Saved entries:
►

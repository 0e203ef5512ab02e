//! CLI for streamjoin.

mod commands;

use std::path::PathBuf;

use anyhow::Result;
use clap::{Parser, Subcommand};
use streamjoin_core::config;
use streamjoin_core::resolver::DEFAULT_QUALITY;

use commands::{run_check_ffmpeg, run_config, run_fetch, run_get, run_info, FetchArgs, GetArgs};

/// Top-level CLI for streamjoin.
#[derive(Debug, Parser)]
#[command(name = "streamjoin")]
#[command(about = "streamjoin: chunked parallel download of split audio/video streams, merged with ffmpeg", long_about = None)]
pub struct Cli {
    #[command(subcommand)]
    pub command: CliCommand,
}

#[derive(Debug, Subcommand)]
pub enum CliCommand {
    /// Resolve a video by id or URL, download both streams and merge them.
    Get {
        /// Video id (BV...) or page URL.
        input: String,

        /// Directory receiving the merged file.
        #[arg(long, short, default_value = ".")]
        dest: PathBuf,

        /// Video quality id (e.g. 80 = 1080P, 64 = 720P).
        #[arg(long, short, default_value_t = DEFAULT_QUALITY)]
        quality: u32,

        /// Download this many consecutive pages, starting at the page in the URL (or 1).
        #[arg(long, default_value = "1", value_name = "N")]
        pages: u32,

        /// Session cookie value; qualities above 720P usually need one.
        #[arg(long, env = "STREAMJOIN_SESSDATA", hide_env_values = true)]
        sessdata: Option<String>,

        /// Print the SHA-256 of each merged file.
        #[arg(long)]
        sha256: bool,

        /// Keep the elementary files if the merge fails.
        #[arg(long)]
        keep_temp: bool,

        /// Fetch audio and video at the same time instead of audio first.
        #[arg(long)]
        concurrent: bool,
    },

    /// Download two explicit stream URLs and merge them.
    Fetch {
        /// Video stream URL.
        #[arg(long)]
        video: String,

        /// Audio stream URL.
        #[arg(long)]
        audio: String,

        /// Output file (".mp4" is appended if missing).
        #[arg(long, short)]
        output: PathBuf,

        /// Extra request header, "Name: value" (repeatable).
        #[arg(long = "header", short = 'H', value_name = "NAME: VALUE")]
        headers: Vec<String>,

        /// Cookie, "name=value" (repeatable).
        #[arg(long = "cookie", value_name = "NAME=VALUE")]
        cookies: Vec<String>,

        /// Print the SHA-256 of the merged file.
        #[arg(long)]
        sha256: bool,

        /// Fail unless the merged file has this SHA-256 (hex).
        #[arg(long, value_name = "HEX")]
        expect_sha256: Option<String>,

        /// Keep the elementary files if the merge fails.
        #[arg(long)]
        keep_temp: bool,

        /// Fetch audio and video at the same time instead of audio first.
        #[arg(long)]
        concurrent: bool,
    },

    /// Show title, pages and available qualities of a video.
    Info {
        /// Video id (BV...) or page URL.
        input: String,

        /// Page whose qualities are listed.
        #[arg(long, default_value = "1")]
        page: u32,

        /// Session cookie value.
        #[arg(long, env = "STREAMJOIN_SESSDATA", hide_env_values = true)]
        sessdata: Option<String>,
    },

    /// Check that the configured ffmpeg runs.
    CheckFfmpeg,

    /// Print the config file path and its effective contents.
    Config,
}

impl CliCommand {
    pub async fn run_from_args() -> Result<()> {
        let cli = Cli::parse();
        let cfg = config::load_or_init()?;
        tracing::debug!("loaded config: {:?}", cfg);

        match cli.command {
            CliCommand::Get {
                input,
                dest,
                quality,
                pages,
                sessdata,
                sha256,
                keep_temp,
                concurrent,
            } => {
                let args = GetArgs {
                    input,
                    dest,
                    quality,
                    pages,
                    sessdata,
                    sha256,
                };
                run_get(&commands::apply_overrides(cfg, keep_temp, concurrent), args).await?
            }
            CliCommand::Fetch {
                video,
                audio,
                output,
                headers,
                cookies,
                sha256,
                expect_sha256,
                keep_temp,
                concurrent,
            } => {
                let args = FetchArgs {
                    video,
                    audio,
                    output,
                    headers,
                    cookies,
                    sha256,
                    expect_sha256,
                };
                run_fetch(&commands::apply_overrides(cfg, keep_temp, concurrent), args).await?
            }
            CliCommand::Info {
                input,
                page,
                sessdata,
            } => run_info(&cfg, &input, page, sessdata).await?,
            CliCommand::CheckFfmpeg => run_check_ffmpeg(&cfg).await?,
            CliCommand::Config => run_config(&cfg)?,
        }

        Ok(())
    }
}

#[cfg(test)]
mod tests;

◄

- _Activity_: Repeat the records above with every character intact.

- _Your response_:
repository 0e203ef5512ab02e
//! CLI for streamjoin.

mod commands;

use std::path::PathBuf;

use anyhow::Result;
use clap::{Parser, Subcommand};
use streamjoin_core::config;
use streamjoin_core::resolver::DEFAULT_QUALITY;

use commands::{run_check_ffmpeg, run_config, run_fetch, run_get, run_info, FetchArgs, GetArgs};

/// Top-level CLI for streamjoin.
#[derive(Debug, Parser)]
#[command(name = "streamjoin")]
#[command(about = "streamjoin: chunked parallel download of split audio/video streams, merged with ffmpeg", long_about = None)]
pub struct Cli {
    #[command(subcommand)]
    pub command: CliCommand,
}

#[derive(Debug, Subcommand)]
pub enum CliCommand {
    /// Resolve a video by id or URL, download both streams and merge them.
    Get {
        /// Video id (BV...) or page URL.
        input: String,

        /// Directory receiving the merged file.
        #[arg(long, short, default_value = ".")]
        dest: PathBuf,

        /// Video quality id (e.g. 80 = 1080P, 64 = 720P).
        #[arg(long, short, default_value_t = DEFAULT_QUALITY)]
        quality: u32,

        /// Download this many consecutive pages, starting at the page in the URL (or 1).
        #[arg(long, default_value = "1", value_name = "N")]
        pages: u32,

        /// Session cookie value; qualities above 720P usually need one.
        #[arg(long, env = "STREAMJOIN_SESSDATA", hide_env_values = true)]
        sessdata: Option<String>,

        /// Print the SHA-256 of each merged file.
        #[arg(long)]
        sha256: bool,

        /// Keep the elementary files if the merge fails.
        #[arg(long)]
        keep_temp: bool,

        /// Fetch audio and video at the same time instead of audio first.
        #[arg(long)]
        concurrent: bool,
    },

    /// Download two explicit stream URLs and merge them.
    Fetch {
        /// Video stream URL.
        #[arg(long)]
        video: String,

        /// Audio stream URL.
        #[arg(long)]
        audio: String,

        /// Output file (".mp4" is appended if missing).
        #[arg(long, short)]
        output: PathBuf,

        /// Extra request header, "Name: value" (repeatable).
        #[arg(long = "header", short = 'H', value_name = "NAME: VALUE")]
        headers: Vec<String>,

        /// Cookie, "name=value" (repeatable).
        #[arg(long = "cookie", value_name = "NAME=VALUE")]
        cookies: Vec<String>,

        /// Print the SHA-256 of the merged file.
        #[arg(long)]
        sha256: bool,

        /// Fail unless the merged file has this SHA-256 (hex).
        #[arg(long, value_name = "HEX")]
        expect_sha256: Option<String>,

        /// Keep the elementary files if the merge fails.
        #[arg(long)]
        keep_temp: bool,

        /// Fetch audio and video at the same time instead of audio first.
        #[arg(long)]
        concurrent: bool,
    },

    /// Show title, pages and available qualities of a video.
    Info {
        /// Video id (BV...) or page URL.
        input: String,

        /// Page whose qualities are listed.
        #[arg(long, default_value = "1")]
        page: u32,

        /// Session cookie value.
        #[arg(long, env = "STREAMJOIN_SESSDATA", hide_env_values = true)]
        sessdata: Option<String>,
    },

    /// Check that the configured ffmpeg runs.
    CheckFfmpeg,

    /// Print the config file path and its effective contents.
    Config,
}

impl CliCommand {
    pub async fn run_from_args() -> Result<()> {
        let cli = Cli::parse();
        let cfg = config::load_or_init()?;
        tracing::debug!("loaded config: {:?}", cfg);

        match cli.command {
            CliCommand::Get {
                input,
                dest,
                quality,
                pages,
                sessdata,
                sha256,
                keep_temp,
                concurrent,
            } => {
                let args = GetArgs {
                    input,
                    dest,
                    quality,
                    pages,
                    sessdata,
                    sha256,
                };
                run_get(&commands::apply_overrides(cfg, keep_temp, concurrent), args).await?
            }
            CliCommand::Fetch {
                video,
                audio,
                output,
                headers,
                cookies,
                sha256,
                expect_sha256,
                keep_temp,
                concurrent,
            } => {
                let args = FetchArgs {
                    video,
                    audio,
                    output,
                    headers,
                    cookies,
                    sha256,
                    expect_sha256,
                };
                run_fetch(&commands::apply_overrides(cfg, keep_temp, concurrent), args).await?
            }
            CliCommand::Info {
                input,
                page,
                sessdata,
            } => run_info(&cfg, &input, page, sessdata).await?,
            CliCommand::CheckFfmpeg => run_check_ffmpeg(&cfg).await?,
            CliCommand::Config => run_config(&cfg)?,
        }

        Ok(())
    }
}

#[cfg(test)]
mod tests;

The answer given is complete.